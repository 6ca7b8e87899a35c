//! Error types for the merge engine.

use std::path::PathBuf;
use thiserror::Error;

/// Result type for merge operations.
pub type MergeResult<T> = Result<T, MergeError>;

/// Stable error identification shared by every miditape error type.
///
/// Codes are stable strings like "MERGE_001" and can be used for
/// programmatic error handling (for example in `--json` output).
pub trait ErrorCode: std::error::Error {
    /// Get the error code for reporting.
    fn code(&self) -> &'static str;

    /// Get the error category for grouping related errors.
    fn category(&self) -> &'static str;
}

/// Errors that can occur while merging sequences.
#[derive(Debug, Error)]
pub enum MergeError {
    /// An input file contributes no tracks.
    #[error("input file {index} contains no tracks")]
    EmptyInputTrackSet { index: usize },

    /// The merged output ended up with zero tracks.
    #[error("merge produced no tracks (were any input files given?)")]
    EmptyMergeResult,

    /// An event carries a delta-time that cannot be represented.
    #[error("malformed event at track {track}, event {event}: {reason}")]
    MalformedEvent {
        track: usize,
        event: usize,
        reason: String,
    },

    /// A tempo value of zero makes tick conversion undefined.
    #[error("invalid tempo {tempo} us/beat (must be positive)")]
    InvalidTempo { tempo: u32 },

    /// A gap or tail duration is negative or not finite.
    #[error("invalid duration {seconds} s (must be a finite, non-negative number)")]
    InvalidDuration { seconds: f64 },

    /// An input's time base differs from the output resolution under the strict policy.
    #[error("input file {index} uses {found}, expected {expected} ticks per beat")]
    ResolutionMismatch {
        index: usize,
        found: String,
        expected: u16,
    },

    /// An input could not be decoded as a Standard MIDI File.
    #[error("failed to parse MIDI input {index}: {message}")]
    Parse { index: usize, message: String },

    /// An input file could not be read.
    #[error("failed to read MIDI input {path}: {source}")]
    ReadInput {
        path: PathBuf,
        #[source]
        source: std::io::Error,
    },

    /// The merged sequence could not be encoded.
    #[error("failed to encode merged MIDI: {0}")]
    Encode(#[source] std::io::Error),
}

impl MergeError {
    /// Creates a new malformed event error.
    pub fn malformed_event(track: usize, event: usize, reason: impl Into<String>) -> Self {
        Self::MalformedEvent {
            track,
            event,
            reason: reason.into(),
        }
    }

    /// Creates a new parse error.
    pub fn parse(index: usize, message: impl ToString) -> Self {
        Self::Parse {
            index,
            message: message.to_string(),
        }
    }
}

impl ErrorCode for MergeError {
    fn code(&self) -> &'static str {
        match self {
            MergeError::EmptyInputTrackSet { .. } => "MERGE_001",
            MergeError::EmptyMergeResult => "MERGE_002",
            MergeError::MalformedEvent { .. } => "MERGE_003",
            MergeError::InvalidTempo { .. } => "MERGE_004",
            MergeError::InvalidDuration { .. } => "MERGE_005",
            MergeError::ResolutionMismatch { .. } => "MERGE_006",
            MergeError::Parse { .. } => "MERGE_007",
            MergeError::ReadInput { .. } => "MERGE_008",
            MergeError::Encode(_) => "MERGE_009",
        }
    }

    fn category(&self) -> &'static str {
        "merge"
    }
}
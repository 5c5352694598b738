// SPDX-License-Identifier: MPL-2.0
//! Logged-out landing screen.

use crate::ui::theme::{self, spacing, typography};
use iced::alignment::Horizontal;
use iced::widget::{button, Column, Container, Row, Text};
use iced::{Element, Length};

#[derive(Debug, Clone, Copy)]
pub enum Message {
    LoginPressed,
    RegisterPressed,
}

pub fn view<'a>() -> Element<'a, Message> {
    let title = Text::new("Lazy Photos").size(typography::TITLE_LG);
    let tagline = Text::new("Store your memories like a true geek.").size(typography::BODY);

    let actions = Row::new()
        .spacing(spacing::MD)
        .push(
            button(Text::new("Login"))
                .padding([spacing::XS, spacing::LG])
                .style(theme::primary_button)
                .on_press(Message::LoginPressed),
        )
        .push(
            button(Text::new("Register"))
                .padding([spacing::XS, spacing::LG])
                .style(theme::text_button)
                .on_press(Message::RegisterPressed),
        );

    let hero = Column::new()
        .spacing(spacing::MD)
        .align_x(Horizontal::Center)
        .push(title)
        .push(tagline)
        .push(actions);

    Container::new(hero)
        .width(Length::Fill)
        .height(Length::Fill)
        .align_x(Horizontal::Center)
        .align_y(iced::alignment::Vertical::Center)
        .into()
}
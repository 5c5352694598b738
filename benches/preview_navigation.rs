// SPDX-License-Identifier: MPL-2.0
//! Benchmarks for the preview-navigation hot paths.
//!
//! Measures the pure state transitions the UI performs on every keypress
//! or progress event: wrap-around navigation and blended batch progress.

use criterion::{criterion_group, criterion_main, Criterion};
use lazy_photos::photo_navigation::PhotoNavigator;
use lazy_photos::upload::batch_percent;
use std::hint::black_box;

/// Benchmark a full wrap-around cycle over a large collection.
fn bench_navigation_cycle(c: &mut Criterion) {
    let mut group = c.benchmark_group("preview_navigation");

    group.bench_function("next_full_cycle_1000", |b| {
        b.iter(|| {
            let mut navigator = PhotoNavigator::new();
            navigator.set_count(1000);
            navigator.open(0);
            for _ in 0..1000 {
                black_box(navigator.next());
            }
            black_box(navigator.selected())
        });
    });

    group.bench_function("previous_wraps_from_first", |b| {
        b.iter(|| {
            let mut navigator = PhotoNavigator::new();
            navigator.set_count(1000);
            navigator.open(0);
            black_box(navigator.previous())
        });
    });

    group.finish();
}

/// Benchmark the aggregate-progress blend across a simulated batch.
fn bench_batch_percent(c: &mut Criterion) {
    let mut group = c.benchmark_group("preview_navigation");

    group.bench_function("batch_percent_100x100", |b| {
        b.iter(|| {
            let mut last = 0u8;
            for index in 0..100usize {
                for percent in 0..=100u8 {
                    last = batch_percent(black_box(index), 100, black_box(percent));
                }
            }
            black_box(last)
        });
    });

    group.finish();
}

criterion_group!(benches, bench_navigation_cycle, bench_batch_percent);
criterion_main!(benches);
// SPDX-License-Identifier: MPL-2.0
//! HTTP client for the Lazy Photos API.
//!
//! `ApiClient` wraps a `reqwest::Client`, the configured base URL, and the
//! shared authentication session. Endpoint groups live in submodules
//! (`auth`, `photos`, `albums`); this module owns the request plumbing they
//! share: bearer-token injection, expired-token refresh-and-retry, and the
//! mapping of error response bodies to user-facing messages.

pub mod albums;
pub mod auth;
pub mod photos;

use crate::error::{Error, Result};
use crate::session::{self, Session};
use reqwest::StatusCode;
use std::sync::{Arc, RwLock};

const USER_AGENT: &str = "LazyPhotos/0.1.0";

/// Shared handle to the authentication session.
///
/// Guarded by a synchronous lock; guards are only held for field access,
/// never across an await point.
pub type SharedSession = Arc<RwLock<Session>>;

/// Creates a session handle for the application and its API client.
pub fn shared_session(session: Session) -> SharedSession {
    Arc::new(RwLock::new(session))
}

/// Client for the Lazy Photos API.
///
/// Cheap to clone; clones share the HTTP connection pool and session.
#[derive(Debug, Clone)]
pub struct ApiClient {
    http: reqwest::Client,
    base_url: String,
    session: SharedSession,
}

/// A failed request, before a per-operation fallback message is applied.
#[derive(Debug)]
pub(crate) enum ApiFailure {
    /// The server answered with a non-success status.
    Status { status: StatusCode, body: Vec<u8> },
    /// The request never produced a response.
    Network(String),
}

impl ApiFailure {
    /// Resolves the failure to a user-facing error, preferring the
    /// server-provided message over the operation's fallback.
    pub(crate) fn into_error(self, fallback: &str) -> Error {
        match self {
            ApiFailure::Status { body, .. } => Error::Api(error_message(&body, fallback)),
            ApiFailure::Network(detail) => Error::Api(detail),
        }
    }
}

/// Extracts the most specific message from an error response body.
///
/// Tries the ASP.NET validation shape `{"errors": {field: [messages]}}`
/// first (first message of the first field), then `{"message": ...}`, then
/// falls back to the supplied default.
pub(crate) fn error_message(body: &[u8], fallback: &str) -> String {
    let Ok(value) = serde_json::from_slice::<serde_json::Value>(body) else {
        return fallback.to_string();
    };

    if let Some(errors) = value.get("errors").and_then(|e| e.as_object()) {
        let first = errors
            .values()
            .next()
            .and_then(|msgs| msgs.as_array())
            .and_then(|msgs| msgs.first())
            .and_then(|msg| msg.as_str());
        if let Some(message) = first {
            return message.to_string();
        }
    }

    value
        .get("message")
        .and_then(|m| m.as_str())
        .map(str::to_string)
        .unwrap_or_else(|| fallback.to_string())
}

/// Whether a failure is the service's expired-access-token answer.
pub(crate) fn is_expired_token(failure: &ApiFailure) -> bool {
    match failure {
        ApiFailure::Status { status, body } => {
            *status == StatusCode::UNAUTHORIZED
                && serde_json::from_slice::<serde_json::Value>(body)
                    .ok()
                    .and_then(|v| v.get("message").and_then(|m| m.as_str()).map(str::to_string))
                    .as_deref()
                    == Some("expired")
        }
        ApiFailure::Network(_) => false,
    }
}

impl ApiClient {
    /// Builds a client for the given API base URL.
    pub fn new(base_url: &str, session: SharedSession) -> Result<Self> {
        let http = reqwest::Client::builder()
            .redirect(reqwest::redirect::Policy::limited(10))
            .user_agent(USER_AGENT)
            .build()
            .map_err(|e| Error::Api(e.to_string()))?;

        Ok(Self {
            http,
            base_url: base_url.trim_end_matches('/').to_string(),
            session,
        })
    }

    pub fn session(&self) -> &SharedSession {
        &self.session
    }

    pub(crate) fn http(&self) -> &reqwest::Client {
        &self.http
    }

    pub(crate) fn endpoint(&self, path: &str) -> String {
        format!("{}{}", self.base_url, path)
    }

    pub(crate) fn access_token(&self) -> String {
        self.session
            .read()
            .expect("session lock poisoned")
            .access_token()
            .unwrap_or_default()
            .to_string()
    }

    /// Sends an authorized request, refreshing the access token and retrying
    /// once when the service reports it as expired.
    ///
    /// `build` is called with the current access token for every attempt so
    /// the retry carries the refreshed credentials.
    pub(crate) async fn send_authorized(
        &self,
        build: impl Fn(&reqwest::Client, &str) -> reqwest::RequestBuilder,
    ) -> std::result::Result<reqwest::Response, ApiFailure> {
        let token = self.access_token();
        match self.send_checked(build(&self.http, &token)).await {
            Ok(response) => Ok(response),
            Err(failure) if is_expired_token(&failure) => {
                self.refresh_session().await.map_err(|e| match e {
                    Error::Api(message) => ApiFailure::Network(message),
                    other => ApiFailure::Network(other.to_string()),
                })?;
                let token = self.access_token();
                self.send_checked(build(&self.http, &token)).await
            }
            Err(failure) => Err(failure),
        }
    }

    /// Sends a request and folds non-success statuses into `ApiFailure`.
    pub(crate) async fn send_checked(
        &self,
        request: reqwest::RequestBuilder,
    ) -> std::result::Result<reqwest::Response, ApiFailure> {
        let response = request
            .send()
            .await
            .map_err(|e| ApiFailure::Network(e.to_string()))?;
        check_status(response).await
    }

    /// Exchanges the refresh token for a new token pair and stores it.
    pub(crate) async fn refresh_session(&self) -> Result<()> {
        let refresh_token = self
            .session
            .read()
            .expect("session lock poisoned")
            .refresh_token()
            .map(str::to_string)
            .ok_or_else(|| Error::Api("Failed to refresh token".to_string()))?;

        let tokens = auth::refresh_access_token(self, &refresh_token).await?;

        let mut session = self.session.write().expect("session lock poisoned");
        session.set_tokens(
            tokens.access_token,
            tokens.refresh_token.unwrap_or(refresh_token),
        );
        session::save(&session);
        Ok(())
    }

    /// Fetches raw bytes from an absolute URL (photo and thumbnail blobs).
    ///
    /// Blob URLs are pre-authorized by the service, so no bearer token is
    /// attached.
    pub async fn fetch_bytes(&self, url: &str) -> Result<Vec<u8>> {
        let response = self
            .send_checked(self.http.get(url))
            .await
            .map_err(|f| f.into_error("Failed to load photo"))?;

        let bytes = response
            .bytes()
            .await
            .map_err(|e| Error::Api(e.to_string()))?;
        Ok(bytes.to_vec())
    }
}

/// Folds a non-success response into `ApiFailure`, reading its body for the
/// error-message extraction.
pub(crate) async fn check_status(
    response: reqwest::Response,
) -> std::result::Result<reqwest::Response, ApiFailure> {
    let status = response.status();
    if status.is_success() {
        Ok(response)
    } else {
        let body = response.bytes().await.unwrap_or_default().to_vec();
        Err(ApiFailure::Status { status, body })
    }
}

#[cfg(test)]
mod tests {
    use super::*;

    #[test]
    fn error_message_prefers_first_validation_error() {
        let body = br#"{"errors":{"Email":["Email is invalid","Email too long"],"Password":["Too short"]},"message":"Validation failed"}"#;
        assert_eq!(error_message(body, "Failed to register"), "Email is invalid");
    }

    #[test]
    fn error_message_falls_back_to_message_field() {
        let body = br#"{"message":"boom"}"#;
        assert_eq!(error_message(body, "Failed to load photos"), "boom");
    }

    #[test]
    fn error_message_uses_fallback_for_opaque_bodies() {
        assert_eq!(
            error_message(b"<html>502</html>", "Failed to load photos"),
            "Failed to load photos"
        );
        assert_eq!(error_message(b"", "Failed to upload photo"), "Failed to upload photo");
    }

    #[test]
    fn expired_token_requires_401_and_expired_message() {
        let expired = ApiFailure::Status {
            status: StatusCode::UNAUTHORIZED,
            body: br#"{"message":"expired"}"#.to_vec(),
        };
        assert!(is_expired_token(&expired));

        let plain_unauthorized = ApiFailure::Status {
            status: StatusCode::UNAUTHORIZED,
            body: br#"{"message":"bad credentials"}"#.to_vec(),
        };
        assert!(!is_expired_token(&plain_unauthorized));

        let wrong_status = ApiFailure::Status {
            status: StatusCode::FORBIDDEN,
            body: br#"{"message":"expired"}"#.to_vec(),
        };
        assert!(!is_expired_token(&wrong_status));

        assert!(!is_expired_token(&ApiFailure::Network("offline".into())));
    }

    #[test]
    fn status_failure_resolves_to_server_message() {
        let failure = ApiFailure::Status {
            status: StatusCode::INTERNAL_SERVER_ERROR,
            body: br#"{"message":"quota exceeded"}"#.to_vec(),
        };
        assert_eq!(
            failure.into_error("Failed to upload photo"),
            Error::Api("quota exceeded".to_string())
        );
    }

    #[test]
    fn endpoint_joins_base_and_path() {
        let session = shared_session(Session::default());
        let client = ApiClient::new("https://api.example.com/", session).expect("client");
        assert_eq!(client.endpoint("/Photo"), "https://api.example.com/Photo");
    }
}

» Instructions for the task
From the very first line of the data through the line with "with zero tracks." in it, please reproduce each line exactly and output nothing more.

» Answer for the task
repository 6ca7b8e87899a35c
//! Error types for the merge engine.

use std::path::PathBuf;
use thiserror::Error;

/// Result type for merge operations.
pub type MergeResult<T> = Result<T, MergeError>;

/// Stable error identification shared by every miditape error type.
///
/// Codes are stable strings like "MERGE_001" and can be used for
/// programmatic error handling (for example in `--json` output).
pub trait ErrorCode: std::error::Error {
    /// Get the error code for reporting.
    fn code(&self) -> &'static str;

    /// Get the error category for grouping related errors.
    fn category(&self) -> &'static str;
}

/// Errors that can occur while merging sequences.
#[derive(Debug, Error)]
pub enum MergeError {
    /// An input file contributes no tracks.
    #[error("input file {index} contains no tracks")]
    EmptyInputTrackSet { index: usize },

    /// The merged output ended up with zero tracks.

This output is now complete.